Achievements and titles
- National finals: Polish 400 m freestyle champion (1935); Polish 4×200 m relay freestyle champion (1938);

= Ilia Szrajbman =

Polish swimmer (1907–1943)

Lejzor Ilia (also "Ilja") Szrajbman (April 25, 1907 – 1943) was a Jewish Polish Olympic freestyle swimmer. In 1935, he was the Polish 400 m freestyle champion. He competed in the 1935 Maccabiah Games in Mandatory Palestine, and for Poland at the 1936 Summer Olympics in Berlin, Germany. In 1938, he won a gold medal in the Polish 4×200 m relay freestyle championship. Szrajbman was murdered in 1943 in the Majdanek concentration camp.

==Biography==
Szrajbman was born in Warsaw, Poland. His parents were Lejzor and Masha. He attended Waclaw Szwedkowski Boys Junior High School in Siedlce, Poland. He served as an officer in the Polish 9th Light Artillery Regiment.

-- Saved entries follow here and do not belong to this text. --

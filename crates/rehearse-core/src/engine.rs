//! Rehearsal engine.
//!
//! Drives one practice round: ask the generator for questions, extract
//! them, present each to the candidate, evaluate the response and record
//! it in the mastery tracker. Everything runs sequentially; the only
//! suspension points are calls to the generation service.

use std::fmt;
use std::sync::Arc;
use std::time::{Duration, Instant};

use anyhow::Result;

use crate::error::GenerationFailure;
use crate::evaluation::{evaluate_choice, evaluation_from_reply, Evaluation};
use crate::extract::extract;
use crate::mastery::MasteryTracker;
use crate::model::{AnswerEvent, Question, TheoryQuestion};
use crate::prompt::{build_analysis_prompt, build_evaluation_prompt, build_prompt, QuizRequest};
use crate::traits::{GenerateRequest, GenerationProvider};

/// Configuration for the rehearsal engine.
#[derive(Debug, Clone)]
pub struct EngineConfig {
    /// Model identifier passed to the provider.
    pub model: String,
    /// Temperature for question generation.
    pub temperature: f64,
    /// Max tokens per generation call.
    pub max_tokens: u32,
    /// Optional system prompt override.
    pub system_prompt_override: Option<String>,
    /// Bound on waiting for the judge; on expiry the question is skipped.
    pub evaluation_timeout: Option<Duration>,
}

impl Default for EngineConfig {
    fn default() -> Self {
        Self {
            model: "claude-sonnet-4-20250514".to_string(),
            temperature: 0.7,
            max_tokens: 4096,
            system_prompt_override: None,
            evaluation_timeout: Some(Duration::from_secs(60)),
        }
    }
}

/// What the candidate typed for one question.
#[derive(Debug, Clone, Default)]
pub struct CandidateResponse {
    pub answer: String,
    /// Time spent on the question, if measured.
    pub time_taken: Option<Duration>,
}

/// Source of answers, typically a person at a terminal.
pub trait Candidate {
    /// Present `question` (1-based `position` of `total`) and return the
    /// response. An error aborts the round.
    fn respond(
        &mut self,
        question: &Question,
        position: usize,
        total: usize,
    ) -> Result<CandidateResponse>;
}

/// Why a question was not scored.
#[derive(Debug, Clone, PartialEq)]
pub enum SkipReason {
    /// The candidate gave an empty answer.
    NoAnswer,
    /// The question has no marked answer to compare against.
    Unscorable,
    /// The judge call failed.
    JudgeFailed(String),
    /// The judge did not answer within the configured bound.
    JudgeTimedOut(Duration),
}

impl fmt::Display for SkipReason {
    fn fmt(&self, f: &mut fmt::Formatter<'_>) -> fmt::Result {
        match self {
            SkipReason::NoAnswer => write!(f, "no answer given"),
            SkipReason::Unscorable => write!(f, "question has no marked answer"),
            SkipReason::JudgeFailed(e) => write!(f, "evaluation failed: {e}"),
            SkipReason::JudgeTimedOut(d) => {
                write!(f, "evaluation timed out after {}s", d.as_secs())
            }
        }
    }
}

/// Round progress callbacks.
pub trait RoundObserver {
    fn on_questions_ready(&self, request: &QuizRequest, count: usize);
    fn on_answer_recorded(&self, question: &Question, event: &AnswerEvent);
    fn on_question_skipped(&self, question: &Question, reason: &SkipReason);
}

/// No-op round observer.
pub struct NoopObserver;

impl RoundObserver for NoopObserver {
    fn on_questions_ready(&self, _: &QuizRequest, _: usize) {}
    fn on_answer_recorded(&self, _: &Question, _: &AnswerEvent) {}
    fn on_question_skipped(&self, _: &Question, _: &SkipReason) {}
}

/// Counts for one finished round.
#[derive(Debug, Clone, Copy, Default, PartialEq, Eq)]
pub struct RoundSummary {
    pub asked: usize,
    pub answered: usize,
    pub correct: usize,
    pub skipped: usize,
}

/// The rehearsal engine. Owns the tracker for the whole session.
pub struct RehearsalEngine {
    provider: Arc<dyn GenerationProvider>,
    tracker: MasteryTracker,
    config: EngineConfig,
}

impl RehearsalEngine {
    pub fn new(
        provider: Arc<dyn GenerationProvider>,
        tracker: MasteryTracker,
        config: EngineConfig,
    ) -> Self {
        Self {
            provider,
            tracker,
            config,
        }
    }

    pub fn tracker(&self) -> &MasteryTracker {
        &self.tracker
    }

    pub fn into_tracker(self) -> MasteryTracker {
        self.tracker
    }

    async fn generate_text(&self, prompt: String, temperature: f64) -> Result<String> {
        let request = GenerateRequest {
            model: self.config.model.clone(),
            prompt,
            system_prompt: self.config.system_prompt_override.clone(),
            max_tokens: self.config.max_tokens,
            temperature,
        };

        let response = self.provider.generate(&request).await?;
        tracing::debug!(
            provider = self.provider.name(),
            model = %response.model,
            latency_ms = response.latency_ms,
            tokens = response.token_usage.total_tokens,
            "generation complete"
        );

        if response.content.trim().is_empty() {
            return Err(GenerationFailure::EmptyResponse(response.model).into());
        }
        Ok(response.content)
    }

    /// Generate and extract questions for a request.
    ///
    /// A generation failure is returned as-is; it is not retried.
    pub async fn generate_questions(&self, request: &QuizRequest) -> Result<Vec<Question>> {
        let raw = self
            .generate_text(build_prompt(request), self.config.temperature)
            .await
            .inspect_err(|e| tracing::error!(topic = %request.topic, "question generation failed: {e:#}"))?;

        let questions = extract(&raw, request.kind);
        if questions.len() != request.count as usize {
            tracing::warn!(
                requested = request.count,
                extracted = questions.len(),
                "generator returned a different number of questions"
            );
        }
        Ok(questions)
    }

    async fn judge(&self, question: &TheoryQuestion, answer: &str) -> Result<Evaluation, SkipReason> {
        let prompt = build_evaluation_prompt(&question.text, &question.model_answer, answer);
        // grading should be repeatable
        let call = self.generate_text(prompt, 0.0);

        let reply = match self.config.evaluation_timeout {
            Some(limit) => match tokio::time::timeout(limit, call).await {
                Ok(reply) => reply,
                Err(_) => return Err(SkipReason::JudgeTimedOut(limit)),
            },
            None => call.await,
        };

        reply
            .map(|text| evaluation_from_reply(&text))
            .map_err(|e| SkipReason::JudgeFailed(format!("{e:#}")))
    }

    async fn evaluate(&self, question: &Question, answer: &str) -> Result<Evaluation, SkipReason> {
        match question {
            Question::Mcq(q) => evaluate_choice(q, answer).ok_or(SkipReason::Unscorable),
            Question::Theory(q) => self.judge(q, answer).await,
        }
    }

    /// Run one round: generate, present, evaluate, record.
    ///
    /// Returns an error only when generation fails or the candidate aborts;
    /// answers recorded before that point stay recorded.
    pub async fn run_round(
        &mut self,
        request: &QuizRequest,
        candidate: &mut dyn Candidate,
        observer: &dyn RoundObserver,
    ) -> Result<RoundSummary> {
        let start = Instant::now();
        let questions = self.generate_questions(request).await?;
        let total = questions.len();
        observer.on_questions_ready(request, total);

        let mut summary = RoundSummary {
            asked: total,
            ..Default::default()
        };

        for (i, question) in questions.iter().enumerate() {
            let response = candidate.respond(question, i + 1, total)?;
            let answer = response.answer.trim();

            let outcome = if answer.is_empty() {
                Err(SkipReason::NoAnswer)
            } else {
                self.evaluate(question, answer).await
            };

            match outcome {
                Ok(evaluation) => {
                    let event = self.tracker.record_answer(
                        &request.topic,
                        question.text(),
                        evaluation.is_correct,
                        &evaluation.text,
                        response.time_taken.map(|d| d.as_secs_f64()),
                    );
                    observer.on_answer_recorded(question, event);
                    summary.answered += 1;
                    if evaluation.is_correct {
                        summary.correct += 1;
                    }
                }
                Err(reason) => {
                    tracing::warn!(question = %question.text(), "skipping question: {reason}");
                    observer.on_question_skipped(question, &reason);
                    summary.skipped += 1;
                }
            }
        }

        tracing::info!(
            topic = %request.topic,
            asked = summary.asked,
            answered = summary.answered,
            correct = summary.correct,
            elapsed_ms = start.elapsed().as_millis() as u64,
            "round complete"
        );
        Ok(summary)
    }

    /// Ask the generator for a study plan based on the current report.
    pub async fn analyze(&self) -> Result<String> {
        let prompt = build_analysis_prompt(&self.tracker.build_report())?;
        self.generate_text(prompt, self.config.temperature).await
    }
}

He was a Jewish Academic Sports Association and Legia swimmer. In 1935, Szrajbman won the Polish 400m freestyle championship.

Szrajbman was Jewish, and competed in the 1935 Maccabiah Games in Mandatory Palestine.

He competed for Poland at the 1936 Summer Olympics in the men's 4 × 200 metres freestyle relay in Berlin, Germany.

In 1938, Szrajbman won a gold medal in the Polish 4×200 m relay freestyle championship.

In August 1939, Szrajbman was competing in the 1939 International University Games in Monte Carlo, but left the competition and went to Poland to fight the Germans with the Polish 30th Kani Rifle Regiment upon the outbreak of the September 1939 Invasion of Poland. He later fought in the 1943 Warsaw Ghetto Uprising.

Szrajbman was murdered in 1943 in the Majdanek concentration camp.